Parmi les mesures, des référents sur le sujet seront nommés dans chaque gendarmerie et commissariat.
Les cas de maltraitance envers les animaux sont en augmentation ces dernières années.

Des spécialistes contre les maltraitances animales, dans tous les commissariats de France. Dans un plan pour lutter contre ce sujet qui prend de l'ampleur ces dernières années, le ministre de l'Intérieur Gérald Darmanin a effectivement annoncé, ce vendredi 27 janvier, que toutes les brigades de gendarmerie et commissariats verraient nommer au sein de leurs effectifs un référent dédié à cette problématique.

Faciliter le dépôt de plainte

Ce référent sera alors chargé de prendre les plaintes liées à ce sujet et d'enquêter sur ces violences que le ministre a qualifiées d'"insupportables". "Spécifiquement formés, ces 4000 policiers et gendarmes seront en lien avec les services vétérinaires de l’État et les associations de protection animale", a précisé le ministre sur Twitter, alors qu'il était en déplacement dans la matinée dans un refuge de la SPA à Chamarande, dans l'Essonne.

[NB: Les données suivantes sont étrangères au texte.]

pub mod init;
pub mod profile;
pub mod reindex;
pub mod replay;
pub mod runs;
pub mod search;
pub mod session;
pub mod show;
pub mod turn;

use std::fs;
use std::path::{Path, PathBuf};
use std::sync::Arc;

use anyhow::{Context, Result};
use clap::{Args, Subcommand};
use prime_agent::{Agent, CommandBackend, LlmBackend, ScriptedBackend};
use prime_core::model::env::allowlisted_env;
use prime_core::sessions::FileSessionStore;
use prime_core::{PrimeConfig, PrimeLayout};
use prime_exec::ProcessExecutor;
use tracing::debug;

#[derive(Subcommand)]
pub enum Commands {
    /// Create `.prime/` in the workspace
    Init(init::InitArgs),
    /// Send one message to the backend and run the actions in its reply
    Turn(turn::TurnArgs),
    /// Rebuild a run from the cache without executing anything
    Replay(replay::ReplayArgs),
    /// Measure the backend with the probe battery and set its mode
    Profile(profile::ProfileArgs),
    /// List sessions or show one
    Session(session::SessionArgs),
    /// List runs (most recent first)
    Runs(runs::RunsArgs),
    /// Show the steps of a run, or one step's contents
    Show(show::ShowArgs),
    /// Search memory notes
    Search(search::SearchArgs),
    /// Rebuild the memory search index
    Reindex,
}

/// Which LLM backend a command talks to.
#[derive(Args)]
pub struct BackendArgs {
    /// Shell command that reads a prompt on stdin and prints the reply
    #[arg(long, env = "PRIME_BACKEND_CMD")]
    pub backend_cmd: Option<String>,

    /// Model identifier recorded with the session
    #[arg(long, env = "PRIME_MODEL")]
    pub model: Option<String>,

    /// Serve replies from files instead of a live backend, in order (repeatable)
    #[arg(long = "reply-file", value_name = "FILE")]
    pub reply_files: Vec<PathBuf>,
}

/// Find the workspace layout, failing if `prime init` has not been run.
pub fn open_layout(workspace: Option<&Path>) -> Result<PrimeLayout> {
    let layout = match workspace {
        Some(dir) => PrimeLayout::new(dir),
        None => {
            let cwd = std::env::current_dir().context("Failed to read the current directory")?;
            match PrimeLayout::discover(&cwd) {
                Ok(layout) => layout,
                Err(_) => PrimeLayout::new(&cwd),
            }
        }
    };
    if !layout.is_initialized() {
        anyhow::bail!("Prime is not initialized. Run `prime init` first.");
    }
    Ok(layout)
}

pub fn build_backend(
    args: &BackendArgs,
    config: &PrimeConfig,
    layout: &PrimeLayout,
) -> Result<Arc<dyn LlmBackend>> {
    let model = args
        .model
        .clone()
        .unwrap_or_else(|| config.backend.model.clone());

    if !args.reply_files.is_empty() {
        let replies = args
            .reply_files
            .iter()
            .map(|path| {
                fs::read_to_string(path)
                    .with_context(|| format!("Failed to read reply file {}", path.display()))
            })
            .collect::<Result<Vec<_>>>()?;
        debug!(replies = replies.len(), model = %model, "Using scripted replies");
        return Ok(Arc::new(ScriptedBackend::new(model, replies)));
    }

    let command = args
        .backend_cmd
        .clone()
        .or_else(|| config.backend.command.clone())
        .context("No backend configured. Set backend.command in .prime/config.json or pass --backend-cmd.")?;
    debug!(command = %command, model = %model, "Using command backend");
    let backend = CommandBackend::new(command, model, Arc::new(ProcessExecutor))
        .with_shell(config.exec.shell.clone())
        .with_cwd(layout.workspace())
        .with_env(allowlisted_env(&config.exec.env_allowlist));
    Ok(Arc::new(backend))
}

pub fn build_agent(layout: &PrimeLayout, args: &BackendArgs) -> Result<Agent> {
    let config = PrimeConfig::load(layout).context("Failed to load .prime/config.json")?;
    let backend = build_backend(args, &config, layout)?;
    let sessions = Arc::new(FileSessionStore::new(layout.sessions_dir()));
    Ok(Agent::new(
        layout.clone(),
        config,
        backend,
        Arc::new(ProcessExecutor),
        sessions,
    ))
}

pub fn runtime() -> Result<tokio::runtime::Runtime> {
    tokio::runtime::Runtime::new().context("Failed to create async runtime")
}
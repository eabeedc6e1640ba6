use std::collections::BTreeMap;
use std::sync::{Mutex, PoisonError};

use super::{validate_session_id, SessionRecord, SessionStore};
use crate::error::CoreError;

/// Session store kept in memory, for tests and one-shot runs.
#[derive(Debug, Default)]
pub struct MemorySessionStore {
    records: Mutex<BTreeMap<String, SessionRecord>>,
}

impl MemorySessionStore {
    pub fn new() -> Self {
        Self::default()
    }
}

impl SessionStore for MemorySessionStore {
    fn load(&self, id: &str) -> Result<Option<SessionRecord>, CoreError> {
        validate_session_id(id)?;
        let records = self.records.lock().unwrap_or_else(PoisonError::into_inner);
        Ok(records.get(id).cloned())
    }

    fn save(&self, record: &SessionRecord) -> Result<(), CoreError> {
        validate_session_id(&record.id)?;
        let mut records = self.records.lock().unwrap_or_else(PoisonError::into_inner);
        records.insert(record.id.clone(), record.clone());
        Ok(())
    }

    fn list(&self) -> Result<Vec<String>, CoreError> {
        let records = self.records.lock().unwrap_or_else(PoisonError::into_inner);
        Ok(records.keys().cloned().collect())
    }

    fn update(
        &self,
        id: &str,
        change: &mut dyn FnMut(&mut SessionRecord),
    ) -> Result<SessionRecord, CoreError> {
        validate_session_id(id)?;
        let mut records = self.records.lock().unwrap_or_else(PoisonError::into_inner);
        let record = records
            .get_mut(id)
            .ok_or_else(|| CoreError::NotFound(format!("session {id}")))?;
        change(record);
        Ok(record.clone())
    }
}

#[cfg(test)]
mod tests {
    use super::*;
    use crate::governor::TurnSignal;
    use std::sync::Arc;
    use crate::model::Mode;

    #[test]
    fn test_memory_store() {
        let store = MemorySessionStore::new();
        let mut record = store.load_or_create("a", "b", "m", Mode::M3).unwrap();
        record.observe_turn(TurnSignal { violations: 1, severe: true }, 10);
        store.save(&record).unwrap();
        assert_eq!(store.load("a").unwrap().unwrap().clg.mode, Mode::M2);
        assert_eq!(store.list().unwrap(), vec!["a".to_string()]);
    }

    #[test]
    fn test_update_from_many_threads() {
        let store = Arc::new(MemorySessionStore::new());
        store.load_or_create("a", "b", "m", Mode::M2).unwrap();
        let handles: Vec<_> = (0..8)
            .map(|_| {
                let store = store.clone();
                std::thread::spawn(move || {
                    store
                        .update("a", &mut |s: &mut SessionRecord| {
                            s.observe_turn(TurnSignal::clean(), 100);
                        })
                        .unwrap();
                })
            })
            .collect();
        for h in handles {
            h.join().unwrap();
        }
        assert_eq!(store.load("a").unwrap().unwrap().clg.window.len(), 8);
        assert!(matches!(
            store.update("missing", &mut |_: &mut SessionRecord| {}),
            Err(CoreError::NotFound(_))
        ));
    }
}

Cette mesure vient s'ajouter à la création en janvier d'une division nationale d'enquête dédiée à la lutte contre les violences faites aux animaux. Composé de quinze enquêteurs, ce service sera chargé des dossiers les plus graves. Les enquêteurs pourront notamment être amenés à faire du renseignement, de la prévention ou à participer à des enquêtes internationales sur les trafics d'animaux, selon RMC.

Ces moyens sont mis en place alors que le nombre d'affaires liées à de la maltraitance animale a bondi ces dernières années. La SPA a traité 23.800 signalements en 2022, soit une progression de 52%. En France, en 2021, 12.000 infractions concernant des animaux domestiques, apprivoisés ou tenus en captivité, ont été enregistrées par la police et la gendarmerie, contre 9200 en 2016, selon les chiffres du service des statistiques du ministère de l'Intérieur diffusés en octobre dernier. 

Les atteintes envers les animaux domestiques - mauvais traitements, sévices graves, atteintes involontaires à la vie et à l'intégrité de l'animal, abandons, etc. - ont donc augmenté de 30% entre 2016 et 2021, selon une étude de l'Intérieur, alors que les actes de cruauté envers les animaux sont punis d'une peine de cinq ans de prison et de 75.000 euros d'amende.